**Problem requirements**
Reproduce, character for character, the entries from their opening line through the line with "let mut config: RosterConfig".

Saved data entries

//! Core TOML config loading: read from path or platform default.

use crate::schema::RosterConfig;
use crate::validation;
use roster_common::ConfigError;
use std::path::Path;
use tracing::{info, warn};

use super::paths::{create_default_config, default_config_path};

/// Load config from a specific TOML file path.
///
/// Deserializes the file using serde defaults for any missing fields.
/// After loading, the config is validated once. Each invalid value is
/// logged and its section falls back to defaults; valid sections are kept.
pub fn load_from_path(path: &Path) -> Result<RosterConfig, ConfigError> {
    if !path.exists() {
        return Err(ConfigError::FileNotFound(path.to_path_buf()));
    }

    let content = std::fs::read_to_string(path)
        .map_err(|e| ConfigError::ParseError(format!("failed to read {}: {e}", path.display())))?;

    let mut config: RosterConfig = toml::from_str(&content)
        .map_err(|e| ConfigError::ParseError(format!("failed to parse TOML: {e}")))?;

    let problems = validation::repair(&mut config);
    for problem in &problems {
        warn!("invalid config value: {problem}");
    }
    if !problems.is_empty() {
        warn!("sections with invalid values in {} use defaults", path.display());
    }

    info!("loaded config from {}", path.display());
    Ok(config)
}

/// Load config from the platform-specific default path.
///
/// On macOS: `~/Library/Application Support/roster/config.toml`
/// On Linux: `~/.config/roster/config.toml`
///
/// If the file does not exist, creates a default config file and returns defaults.
pub fn load_default() -> Result<RosterConfig, ConfigError> {
    let path = default_config_path()?;

    match load_from_path(&path) {
        Ok(config) => Ok(config),
        Err(ConfigError::FileNotFound(_)) => {
            info!("no config found at {}, creating default", path.display());
            create_default_config(&path)?;
            Ok(RosterConfig::default())
        }
        Err(e) => Err(e),
    }
}
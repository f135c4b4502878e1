//! Timing configuration for the presence store.

use std::time::Duration;

use roster_common::ConfigError;
use roster_config::PresenceSettings;

/// Maximum gap between two broadcasts of our own state.
pub const RESEND_INTERVAL: Duration = Duration::from_secs(15);
/// Silence after which a peer is evicted: two missed heartbeats.
pub const STATE_TIMEOUT: Duration = Duration::from_secs(30);
/// Cadence of the stale-peer sweep.
pub const PURGE_INTERVAL: Duration = Duration::from_secs(2);
/// Quiet period before observers are notified.
pub const DEBOUNCE: Duration = Duration::from_millis(250);
/// Shortest timing the store runs with.
pub const MIN_TIMING: Duration = Duration::from_millis(1);

/// Timings used by one presence store.
#[derive(Debug, Clone, PartialEq, Eq)]
pub struct PresenceConfig {
    pub resend_interval: Duration,
    pub state_timeout: Duration,
    pub purge_interval: Duration,
    pub debounce: Duration,
}

impl Default for PresenceConfig {
    fn default() -> Self {
        Self {
            resend_interval: RESEND_INTERVAL,
            state_timeout: STATE_TIMEOUT,
            purge_interval: PURGE_INTERVAL,
            debounce: DEBOUNCE,
        }
    }
}

impl PresenceConfig {
    /// Convert the millisecond settings of the config file.
    ///
    /// Zero timings are rejected.
    pub fn from_settings(settings: &PresenceSettings) -> Result<Self, ConfigError> {
        let config = Self {
            resend_interval: Duration::from_millis(settings.resend_interval_ms.into()),
            state_timeout: Duration::from_millis(settings.state_timeout_ms.into()),
            purge_interval: Duration::from_millis(settings.purge_interval_ms.into()),
            debounce: Duration::from_millis(settings.debounce_ms.into()),
        };

        let zero: Vec<String> = config
            .timings()
            .into_iter()
            .filter(|(_, value)| value.is_zero())
            .map(|(name, _)| format!("presence.{name}_ms must be greater than 0"))
            .collect();
        if zero.is_empty() {
            Ok(config)
        } else {
            Err(ConfigError::ValidationError(zero.join("; ")))
        }
    }

    /// Raise every timing below [`MIN_TIMING`] to it.
    pub(crate) fn clamped(mut self) -> Self {
        for timing in [
            &mut self.resend_interval,
            &mut self.state_timeout,
            &mut self.purge_interval,
            &mut self.debounce,
        ] {
            *timing = (*timing).max(MIN_TIMING);
        }
        self
    }

    fn timings(&self) -> [(&'static str, Duration); 4] {
        [
            ("resend_interval", self.resend_interval),
            ("state_timeout", self.state_timeout),
            ("purge_interval", self.purge_interval),
            ("debounce", self.debounce),
        ]
    }
}

#[cfg(test)]
mod tests {
    use super::*;

    #[test]
    fn default_matches_reference_timings() {
        let config = PresenceConfig::default();
        assert_eq!(config.resend_interval, Duration::from_secs(15));
        assert_eq!(config.state_timeout, 2 * config.resend_interval);
        assert_eq!(config.purge_interval, Duration::from_secs(2));
        assert_eq!(config.debounce, Duration::from_millis(250));
    }

    #[test]
    fn default_settings_convert_to_default_config() {
        let config = PresenceConfig::from_settings(&PresenceSettings::default()).unwrap();
        assert_eq!(config, PresenceConfig::default());
    }

    #[test]
    fn custom_settings_convert() {
        let settings = PresenceSettings {
            resend_interval_ms: 1_000,
            state_timeout_ms: 2_500,
            purge_interval_ms: 100,
            debounce_ms: 50,
        };
        let config = PresenceConfig::from_settings(&settings).unwrap();
        assert_eq!(config.resend_interval, Duration::from_secs(1));
        assert_eq!(config.state_timeout, Duration::from_millis(2_500));
        assert_eq!(config.purge_interval, Duration::from_millis(100));
        assert_eq!(config.debounce, Duration::from_millis(50));
    }

    #[test]
    fn zero_settings_are_rejected() {
        let settings = PresenceSettings {
            purge_interval_ms: 0,
            debounce_ms: 0,
            ..PresenceSettings::default()
        };
        let err = PresenceConfig::from_settings(&settings).unwrap_err();
        let msg = err.to_string();
        assert!(matches!(err, ConfigError::ValidationError(_)));
        assert!(msg.contains("presence.purge_interval_ms"));
        assert!(msg.contains("presence.debounce_ms"));
        assert!(!msg.contains("resend_interval"));
    }

    #[test]
    fn clamping_raises_only_zero_timings() {
        let config = PresenceConfig {
            resend_interval: Duration::ZERO,
            purge_interval: Duration::ZERO,
            ..PresenceConfig::default()
        }
        .clamped();
        assert_eq!(config.resend_interval, MIN_TIMING);
        assert_eq!(config.purge_interval, MIN_TIMING);
        assert_eq!(config.state_timeout, STATE_TIMEOUT);
        assert_eq!(config.debounce, DEBOUNCE);
    }
}
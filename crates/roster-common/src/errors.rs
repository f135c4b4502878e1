use std::path::PathBuf;

#[derive(Debug, thiserror::Error)]
pub enum ConfigError {
    #[error("config file not found: {0}")]
    FileNotFound(PathBuf),

    #[error("config parse error: {0}")]
    ParseError(String),

    #[error("config validation error: {0}")]
    ValidationError(String),
}

/// Errors surfaced by the presence store's public surface.
///
/// The protocol itself never fails: unknown messages, self echoes and lost
/// sends are all absorbed. These only cover misuse of the handle and
/// transport setup.
#[derive(Debug, thiserror::Error)]
pub enum PresenceError {
    #[error("presence store is closed")]
    Closed,

    #[error("invalid payload: {0}")]
    InvalidPayload(String),

    #[error("transport error: {0}")]
    Transport(String),
}

#[derive(Debug, thiserror::Error)]
pub enum RosterError {
    #[error(transparent)]
    Config(#[from] ConfigError),

    #[error(transparent)]
    Presence(#[from] PresenceError),

    #[error(transparent)]
    Io(#[from] std::io::Error),
}
//! Wire types for the presence protocol.
//!
//! Peers exchange `PresenceMessage`s over a `Channel`. The channel stamps
//! each inbound message with the sender's identity, producing an
//! `Envelope`. Only `state` messages carry a payload; `rollCall` and
//! `disconnect` carry nothing but the session id.
//!
//! The relay hello/reply types ride on the same WebSocket as the envelopes
//! and live here so the client and the relay share one definition.

use serde::{Deserialize, Serialize};
use serde_json::Value;

/// Arbitrary "what I am doing now" fields of a peer.
pub type Payload = serde_json::Map<String, Value>;

/// All known peer states, sorted by composite key.
pub type Snapshot = Vec<PeerState>;

/// Keys owned by the envelope. They never survive inside a payload.
pub const RESERVED_KEYS: [&str; 3] = ["type", "identity", "session"];

/// Message type names as they appear in the `type` field.
pub mod kinds {
    pub const STATE: &str = "state";
    pub const ROLL_CALL: &str = "rollCall";
    pub const DISCONNECT: &str = "disconnect";
}

/// Composite repository key for one session of one identity.
pub fn composite_key(identity: &str, session: &str) -> String {
    format!("{identity}__{session}")
}

/// Remove envelope-owned keys from a payload.
pub fn strip_reserved(mut payload: Payload) -> Payload {
    for key in RESERVED_KEYS {
        payload.remove(key);
    }
    payload
}

// ---------------------------------------------------------------------------
// Messages
// ---------------------------------------------------------------------------

/// A presence protocol message, tagged by `type`.
#[derive(Debug, Clone, PartialEq, Serialize, Deserialize)]
#[serde(tag = "type", rename_all = "camelCase")]
pub enum PresenceMessage {
    /// The sender's current state. Doubles as the heartbeat.
    State {
        session: String,
        #[serde(flatten)]
        payload: Payload,
    },
    /// Asks every peer to re-announce its state right away.
    RollCall { session: String },
    /// Graceful leave of one session.
    Disconnect { session: String },
    /// Any message type this build does not know about.
    #[serde(other)]
    Unknown,
}

impl PresenceMessage {
    /// Build a `state` message, dropping reserved keys from the payload.
    pub fn state(session: impl Into<String>, payload: Payload) -> Self {
        Self::State {
            session: session.into(),
            payload: strip_reserved(payload),
        }
    }

    pub fn roll_call(session: impl Into<String>) -> Self {
        Self::RollCall {
            session: session.into(),
        }
    }

    pub fn disconnect(session: impl Into<String>) -> Self {
        Self::Disconnect {
            session: session.into(),
        }
    }

    /// Session id carried by the message, if the type is known.
    pub fn session(&self) -> Option<&str> {
        match self {
            Self::State { session, .. }
            | Self::RollCall { session }
            | Self::Disconnect { session } => Some(session),
            Self::Unknown => None,
        }
    }

    /// The wire `type` name, or `"unknown"`.
    pub fn kind(&self) -> &'static str {
        match self {
            Self::State { .. } => kinds::STATE,
            Self::RollCall { .. } => kinds::ROLL_CALL,
            Self::Disconnect { .. } => kinds::DISCONNECT,
            Self::Unknown => "unknown",
        }
    }
}

/// An inbound message together with the identity that sent it.
#[derive(Debug, Clone, PartialEq, Serialize, Deserialize)]
pub struct Envelope {
    pub sender: String,
    pub message: PresenceMessage,
}

impl Envelope {
    pub fn new(sender: impl Into<String>, message: PresenceMessage) -> Self {
        Self {
            sender: sender.into(),
            message,
        }
    }
}

// ---------------------------------------------------------------------------
// Peer state
// ---------------------------------------------------------------------------

/// Last known state of one remote session.
#[derive(Debug, Clone, PartialEq, Serialize, Deserialize)]
pub struct PeerState {
    pub identity: String,
    pub session: String,
    #[serde(flatten)]
    pub payload: Payload,
}

impl PeerState {
    pub fn new(identity: impl Into<String>, session: impl Into<String>, payload: Payload) -> Self {
        Self {
            identity: identity.into(),
            session: session.into(),
            payload: strip_reserved(payload),
        }
    }

    pub fn key(&self) -> String {
        composite_key(&self.identity, &self.session)
    }

    /// Look up one payload field.
    pub fn get(&self, field: &str) -> Option<&Value> {
        self.payload.get(field)
    }
}

// ---------------------------------------------------------------------------
// Relay handshake
// ---------------------------------------------------------------------------

/// First frame a client sends to the relay.
#[derive(Debug, Clone, PartialEq, Serialize, Deserialize)]
#[serde(tag = "type", rename_all = "snake_case")]
pub enum RelayHello {
    Join { room: String, identity: String },
}

/// Frames the relay sends back during the handshake.
#[derive(Debug, Clone, PartialEq, Serialize, Deserialize)]
#[serde(tag = "type", rename_all = "snake_case")]
pub enum RelayReply {
    Joined { room: String },
    Error { message: String },
}
//! Tests for TOML config loading, creation, and path resolution.

use super::*;
use std::path::Path;

#[test]
fn load_from_nonexistent_returns_file_not_found() {
    let result = load_from_path(Path::new("/tmp/nonexistent_roster_config.toml"));
    let err = result.unwrap_err();
    assert!(matches!(err, roster_common::ConfigError::FileNotFound(_)));
}

#[test]
fn load_valid_partial_toml() {
    let dir = tempfile::tempdir().unwrap();
    let path = dir.path().join("config.toml");
    std::fs::write(
        &path,
        r#"
[presence]
resend_interval_ms = 5000
state_timeout_ms = 10000

[relay]
port = 9000
"#,
    )
    .unwrap();

    let config = load_from_path(&path).unwrap();
    assert_eq!(config.presence.resend_interval_ms, 5000);
    assert_eq!(config.presence.state_timeout_ms, 10000);
    assert_eq!(config.relay.port, 9000);
    // Defaults preserved
    assert_eq!(config.presence.debounce_ms, 250);
    assert_eq!(config.presence.purge_interval_ms, 2000);
}

#[test]
fn load_invalid_toml_returns_parse_error() {
    let dir = tempfile::tempdir().unwrap();
    let path = dir.path().join("config.toml");
    std::fs::write(&path, "this is not valid toml {{{").unwrap();

    let err = load_from_path(&path).unwrap_err();
    assert!(matches!(err, roster_common::ConfigError::ParseError(_)));
}

#[test]
fn invalid_section_falls_back_without_discarding_the_rest() {
    let dir = tempfile::tempdir().unwrap();
    let path = dir.path().join("config.toml");
    std::fs::write(
        &path,
        r#"
[presence]
state_timeout_ms = 16000

[relay]
port = 9000

[logging]
level = "DEBUG"
"#,
    )
    .unwrap();

    let config = load_from_path(&path).unwrap();
    assert_eq!(config.presence, crate::schema::PresenceSettings::default());
    assert_eq!(config.relay.port, 9000);
    assert_eq!(config.logging.level, crate::schema::LogLevel::Debug);
    assert!(crate::validation::validate(&config).is_ok());
}

#[test]
fn create_and_load_default_config() {
    let dir = tempfile::tempdir().unwrap();
    let path = dir.path().join("roster").join("config.toml");

    create_default_config(&path).unwrap();
    assert!(path.exists());

    let config = load_from_path(&path).unwrap();
    assert_eq!(config.presence, crate::schema::PresenceSettings::default());
    assert_eq!(config.relay.port, 8080);
}

#[test]
fn default_config_toml_is_valid() {
    use super::template::default_config_toml;
    use crate::schema::RosterConfig;

    let config: RosterConfig = toml::from_str(default_config_toml()).unwrap();
    assert!(crate::validation::validate(&config).is_ok());
}

#[test]
fn default_config_path_is_reasonable() {
    // Not every CI environment has a config directory.
    if let Ok(path) = default_config_path() {
        let path_str = path.to_string_lossy();
        assert!(path_str.contains("roster"));
        assert!(path_str.ends_with("config.toml"));
    }
}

**Answer for this exercise**
//! Core TOML config loading: read from path or platform default.

use crate::schema::RosterConfig;
use crate::validation;
use roster_common::ConfigError;
use std::path::Path;
use tracing::{info, warn};

use super::paths::{create_default_config, default_config_path};

/// Load config from a specific TOML file path.
///
/// Deserializes the file using serde defaults for any missing fields.
/// After loading, the config is validated once. Each invalid value is
/// logged and its section falls back to defaults; valid sections are kept.
pub fn load_from_path(path: &Path) -> Result<RosterConfig, ConfigError> {
    if !path.exists() {
        return Err(ConfigError::FileNotFound(path.to_path_buf()));
    }

    let content = std::fs::read_to_string(path)
        .map_err(|e| ConfigError::ParseError(format!("failed to read {}: {e}", path.display())))?;

    let mut config: RosterConfig = toml::from_str(&content)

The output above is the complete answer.